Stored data
________________________________________

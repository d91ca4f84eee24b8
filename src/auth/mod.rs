// SPDX-License-Identifier: AGPL-3.0-or-later
//
// Copyright (C) 2026 Social Forum Contributors

//! # Authentication & Authorization Module
//!
//! Stateless bearer-token authentication for the forum API.
//!
//! ## Auth Flow
//!
//! 1. Client registers or logs in and receives a signed bearer token
//! 2. Client sends `Authorization: Bearer <token>` on every request
//! 3. The [`gate::AuthenticationGate`]:
//!    - Verifies the token signature and expiry via [`token::TokenCodec`]
//!    - Confirms the subject still exists in the user store
//!    - Produces a [`Principal`] for the request, or none
//! 4. The [`policy::AccessPolicy`] evaluates the route's access rule
//!    before any handler runs; ownership checks happen in handlers once
//!    the target entity is loaded
//!
//! ## Security
//!
//! - Identity is reconstructed fresh on every request; no server-side
//!   session state
//! - Tokens are HMAC-signed (HS256) with a server-held secret and expire
//!   24 hours after issuance
//! - A valid token for a since-deleted user does not authenticate
//! - Raw token values never appear in logs

pub mod claims;
pub mod error;
pub mod gate;
pub mod middleware;
pub mod policy;
pub mod roles;
pub mod token;

pub use claims::{Claims, Principal};
pub use error::AuthError;
pub use gate::{Authentication, AuthenticationGate};
pub use middleware::{AdminOnly, Auth, OptionalAuth};
pub use policy::{AccessPolicy, Decision, Requirement};
pub use roles::Role;
pub use token::{TokenCodec, TokenError};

________________________________________

Each line above is to be reproduced exactly. Leave none out.

repository d91ca4f84eee24b8
filename src/auth/mod.rs
// SPDX-License-Identifier: AGPL-3.0-or-later
//
// Copyright (C) 2026 Social Forum Contributors

//! # Authentication & Authorization Module
//!
//! Stateless bearer-token authentication for the forum API.
//!
//! ## Auth Flow
//!
//! 1. Client registers or logs in and receives a signed bearer token
//! 2. Client sends `Authorization: Bearer <token>` on every request
//! 3. The [`gate::AuthenticationGate`]:
//!    - Verifies the token signature and expiry via [`token::TokenCodec`]
//!    - Confirms the subject still exists in the user store
//!    - Produces a [`Principal`] for the request, or none
//! 4. The [`policy::AccessPolicy`] evaluates the route's access rule
//!    before any handler runs; ownership checks happen in handlers once
//!    the target entity is loaded
//!
//! ## Security
//!
//! - Identity is reconstructed fresh on every request; no server-side
//!   session state
//! - Tokens are HMAC-signed (HS256) with a server-held secret and expire
//!   24 hours after issuance
//! - A valid token for a since-deleted user does not authenticate
//! - Raw token values never appear in logs

pub mod claims;
pub mod error;
pub mod gate;
pub mod middleware;
pub mod policy;
pub mod roles;
pub mod token;

pub use claims::{Claims, Principal};
pub use error::AuthError;
pub use gate::{Authentication, AuthenticationGate};
pub use middleware::{AdminOnly, Auth, OptionalAuth};
pub use policy::{AccessPolicy, Decision, Requirement};
pub use roles::Role;
pub use token::{TokenCodec, TokenError};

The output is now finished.